Los textos chinos se esclarecen a partir del momento en que uno sabe
a quién responden. No pueden, por tanto, constituir sistemas cerrados,
ya que su sentido se elabora en el entramado de las relaciones que los
constituyen. En lugar de construirse en forma de conceptos, las ideas
se desarrollan en ese gran juego de referencias que es la tradición y
que las convierte en un proceso vivo.
La ausencia de teorización a la manera griega o escolástica explica sin duda la tendencia china a los sincretismos. No hay verdad absoluta y eterna, sino dosificaciones. De ello se desprende, en particular, que las contradicciones no se perciben como irreductibles, sino
más bien como alternativas. En lugar de términos que se excluyen,
predominan las oposiciones complementarias que admiten el más o el
menos: se pasa del Yin al Yang, de lo indiferenciado a lo diferenciado, por transición imperceptible.

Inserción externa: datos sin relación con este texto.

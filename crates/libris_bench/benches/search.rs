//! Lookup strategy benchmarks.

use criterion::{black_box, criterion_group, criterion_main, BenchmarkId, Criterion};
use libris_bench::{random_isbn, records, Order, SIZES};
use libris_core::index::{GroupedIndex, HashIndex, Index, IndexSpec, TreeIndex};
use libris_core::{Catalog, Field, Record, Requester};
use std::sync::Arc;

fn shared(count: usize, order: Order) -> Vec<Arc<Record>> {
    records(count, order).into_iter().map(Arc::new).collect()
}

/// Benchmark ISBN lookups through the tree and the hash table.
fn bench_isbn_lookup(c: &mut Criterion) {
    let mut group = c.benchmark_group("isbn_lookup");

    for order in Order::ALL {
        for &size in SIZES.iter() {
            let mut tree = TreeIndex::new(IndexSpec::for_field(Field::Isbn));
            let mut hash = HashIndex::new(IndexSpec::for_field(Field::Isbn));
            for record in shared(size, order) {
                tree.insert(Arc::clone(&record));
                hash.insert(record);
            }

            // Last key in ascending order sits at the bottom of a sorted tree.
            let worst = format!("{:010}", size - 1);

            group.bench_with_input(
                BenchmarkId::new(format!("tree_worst/{}", order.label()), size),
                &worst,
                |b, key| b.iter(|| black_box(tree.search(black_box(key)))),
            );
            group.bench_with_input(
                BenchmarkId::new(format!("hash_worst/{}", order.label()), size),
                &worst,
                |b, key| b.iter(|| black_box(hash.search(black_box(key)))),
            );
            group.bench_function(
                BenchmarkId::new(format!("tree_random/{}", order.label()), size),
                |b| {
                    b.iter_batched(
                        || random_isbn(size),
                        |key| black_box(tree.search(&key)),
                        criterion::BatchSize::SmallInput,
                    )
                },
            );
        }
    }
    group.finish();
}

/// Benchmark author lookups through the grouping and a linear scan.
fn bench_author_lookup(c: &mut Criterion) {
    let mut group = c.benchmark_group("author_lookup");

    for &size in SIZES.iter() {
        let catalog = Catalog::new(records(size, Order::Shuffled));
        let mut grouped = GroupedIndex::new(IndexSpec::for_field(Field::Author));
        for record in catalog.records() {
            grouped.insert(Arc::clone(record));
        }

        group.bench_with_input(BenchmarkId::new("grouped", size), &size, |b, _| {
            b.iter(|| black_box(grouped.lookup(black_box("author 3")).len()))
        });
        group.bench_with_input(BenchmarkId::new("linear", size), &size, |b, _| {
            b.iter(|| black_box(catalog.linear_author_search(black_box("author 3")).len()))
        });
    }
    group.finish();
}

/// Benchmark a full catalog search, including timing and logging.
fn bench_catalog_search(c: &mut Criterion) {
    let mut group = c.benchmark_group("catalog_search");
    let requester = Requester::new("bench", "Bench");

    for field in Field::ALL {
        group.bench_function(BenchmarkId::from_parameter(field), |b| {
            b.iter_batched(
                || Catalog::new(records(1_000, Order::Shuffled)),
                |catalog| {
                    let query = match field {
                        Field::Title => "title 00000500",
                        Field::Isbn => "0000000500",
                        Field::Author => "author 5",
                    };
                    black_box(catalog.search(field, query, &requester).unwrap());
                },
                criterion::BatchSize::LargeInput,
            );
        });
    }
    group.finish();
}

criterion_group!(
    benches,
    bench_isbn_lookup,
    bench_author_lookup,
    bench_catalog_search,
);

criterion_main!(benches);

En resumidas cuentas, el pensamiento chino no procede tanto de
forma lineal o dialéctica como en espiral. Delimita su tema, no de una
vez por todas con un conjunto de definiciones, sino describiendo a su
alrededor círculos cada vez más cerrados. No se trata de un pensamiento indeciso ni impreciso, sino más bien de una voluntad de profundizar un sentido más que de aclarar un concepto o un objeto de
pensamiento. Profundizar, es decir dejar que vaya ahondando en uno
mismo, en su existencia, el sentido de una lección (extraída de la frecuentación asidua de los Clásicos), de una enseñanza (prodigada por
un maestro), de una experiencia (de las vivencias personales). Así es
como se utilizan los textos en la educación china: objeto de una práctica más que de una simple lectura, primero se memorizan y luego se
profundiza su estudio gracias a los comentarios, la discusión, la reflexión y la meditación. Testimonios de la palabra de los maestros, no se
dirigen únicamente al intelecto, sino a la persona entera; más que servir al raciocinio, hay que frecuentarlos, practicarlos y, en definitiva,
vivirlos. Pues el objetivo final que se persigue no lo constituye la gratificación intelectual que es el placer de las ideas, de la aventura del
pensamiento, sino la tensión constante de una búsqueda de santidad.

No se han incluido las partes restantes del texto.